Indepth: TV Vs digital debate revisited - will they continue to complement each other?

For a long time television has remained as a preferred medium for advertisers and brands to reach their target audience. However, the rapid transition to digital during the pandemic period has given this medium a leg-up. So much so that GroupM is its ‘This Year Next Year’ ad spends forecast earlier this year projected that digital ad spends will overtake TV ad spends for the first time in 2022, registering a growth of 33 per cent. According to the report, digital advertising is expected to surge to capture 45 per cent share, ahead of TV’s 39 per cent share. The report also pegged India’s total ad spends to reach Rs 107,987 crore in 2022.

As we enter the last quarter of the calendar year 2022, Adgully looks back at how TV advertising has grown during the year and whether it will lose out to digital. This is not the first time that television has come under the cloud and has felt the threat from digital. Most of the industry experts that Adgully spoke to strongly vouched for television, and gave several reasons that continue to make television a strong medium for brands and advertisers.
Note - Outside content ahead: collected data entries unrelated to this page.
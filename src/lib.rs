//! Library Management Server
//!
//! REST JSON API for a small library: book catalogue, student accounts,
//! the borrow/return lifecycle with overdue fines, and admin reporting.

use std::sync::Arc;

pub mod api;
pub mod config;
pub mod error;
pub mod models;
pub mod repository;
pub mod services;

pub use config::AppConfig;
pub use error::{AppError, AppResult};

/// Application state shared across all handlers
#[derive(Clone)]
pub struct AppState {
    pub config: Arc<AppConfig>,
    pub services: Arc<services::Services>,
    pub repository: repository::Repository,
}

impl AppState {
    pub fn new(config: AppConfig, repository: repository::Repository) -> Self {
        let services = services::Services::new(repository.clone(), &config);
        Self {
            config: Arc::new(config),
            services: Arc::new(services),
            repository,
        }
    }
}
//! Dashboards and reports

use chrono::Utc;

use crate::{
    error::AppResult,
    models::stats::{AdminDashboard, Report, ReportKind, StudentDashboard, SummaryReport},
    repository::Repository,
};

/// Entries in the ranked reports
pub const REPORT_LIMIT: i64 = 10;

#[derive(Clone)]
pub struct StatsService {
    repository: Repository,
}

impl StatsService {
    pub fn new(repository: Repository) -> Self {
        Self { repository }
    }

    pub async fn student_dashboard(&self, user_id: i32) -> AppResult<StudentDashboard> {
        let user = self.repository.users.get_by_id(user_id).await?;
        let loans = self.repository.loans.counts(Some(user_id), Utc::now()).await?;
        let books = self.repository.books.counts().await?;
        let total_fines = self.repository.fees.total(Some(user_id)).await?;

        Ok(StudentDashboard {
            user,
            borrowed_count: loans.active,
            overdue_count: loans.overdue,
            available_count: books.available,
            total_fines,
        })
    }

    pub async fn admin_dashboard(&self) -> AppResult<AdminDashboard> {
        let books = self.repository.books.counts().await?;
        let users = self.repository.users.counts().await?;
        let loans = self.repository.loans.counts(None, Utc::now()).await?;
        let total_fines = self.repository.fees.total(None).await?;

        Ok(AdminDashboard {
            total_books: books.total,
            total_users: users.total,
            active_students: users.students,
            borrowed_books: loans.active,
            overdue_books: loans.overdue,
            total_fines,
        })
    }

    pub async fn report(&self, kind: ReportKind) -> AppResult<Report> {
        let report = match kind {
            ReportKind::Summary => {
                let books = self.repository.books.counts().await?;
                let users = self.repository.users.counts().await?;
                let loans = self.repository.loans.counts(None, Utc::now()).await?;
                Report::Summary(SummaryReport {
                    total_books: books.total,
                    total_users: users.total,
                    borrowed_books: loans.active,
                    total_fines: self.repository.fees.total(None).await?,
                    generated_at: Utc::now(),
                })
            }
            ReportKind::PopularBooks => {
                Report::PopularBooks(self.repository.loans.popular_books(REPORT_LIMIT).await?)
            }
            ReportKind::ActiveUsers => {
                Report::ActiveUsers(self.repository.loans.active_users(REPORT_LIMIT).await?)
            }
        };
        Ok(report)
    }
}

#[cfg(test)]
mod tests {
    use std::sync::Arc;

    use rust_decimal::Decimal;

    use super::*;
    use crate::{
        models::loan::LoanCounts,
        repository::{
            books::{BookCounts, MockBooksRepository},
            fees::MockFeesRepository,
            loans::MockLoansRepository,
            users::{MockUsersRepository, UserCounts},
        },
    };

    #[tokio::test]
    async fn test_admin_dashboard_combines_counters() {
        let mut books = MockBooksRepository::new();
        books
            .expect_counts()
            .returning(|| Ok(BookCounts { total: 12, available: 9 }));
        let mut users = MockUsersRepository::new();
        users
            .expect_counts()
            .returning(|| Ok(UserCounts { total: 5, students: 4 }));
        let mut loans = MockLoansRepository::new();
        loans
            .expect_counts()
            .withf(|user_id, _| user_id.is_none())
            .returning(|_, _| {
                Ok(LoanCounts {
                    total: 30,
                    active: 7,
                    overdue: 2,
                })
            });
        let mut fees = MockFeesRepository::new();
        fees.expect_total()
            .returning(|_| Ok(Decimal::new(1250, 2)));

        let stats = StatsService::new(Repository {
            pool: None,
            books: Arc::new(books),
            users: Arc::new(users),
            loans: Arc::new(loans),
            fees: Arc::new(fees),
        });

        let dashboard = stats.admin_dashboard().await.unwrap();
        assert_eq!(dashboard.total_books, 12);
        assert_eq!(dashboard.active_students, 4);
        assert_eq!(dashboard.borrowed_books, 7);
        assert_eq!(dashboard.overdue_books, 2);
        assert_eq!(dashboard.total_fines, Decimal::new(1250, 2));
    }

    #[tokio::test]
    async fn test_ranked_reports_are_limited() {
        let mut loans = MockLoansRepository::new();
        loans
            .expect_popular_books()
            .withf(|limit| *limit == REPORT_LIMIT)
            .times(1)
            .returning(|_| Ok(Vec::new()));

        let stats = StatsService::new(Repository {
            pool: None,
            books: Arc::new(MockBooksRepository::new()),
            users: Arc::new(MockUsersRepository::new()),
            loans: Arc::new(loans),
            fees: Arc::new(MockFeesRepository::new()),
        });

        assert!(matches!(
            stats.report(ReportKind::PopularBooks).await.unwrap(),
            Report::PopularBooks(books) if books.is_empty()
        ));
    }
}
At the same time, the industry experts also pointed out that the rapid march of digital can’t be ignored and added that digital ad spends could equal, if not overtake, television ad spends. The phenomenal rise of OTT, growing adoption of connected TV, technological boosts offered by 5G, metaverse, etc., also point out to an evolving media landscape.

TV still strong

Does the good old TV face an existential threat? Marketers feel that despite everything, TV still remains the undisputed leader when it comes to advertising.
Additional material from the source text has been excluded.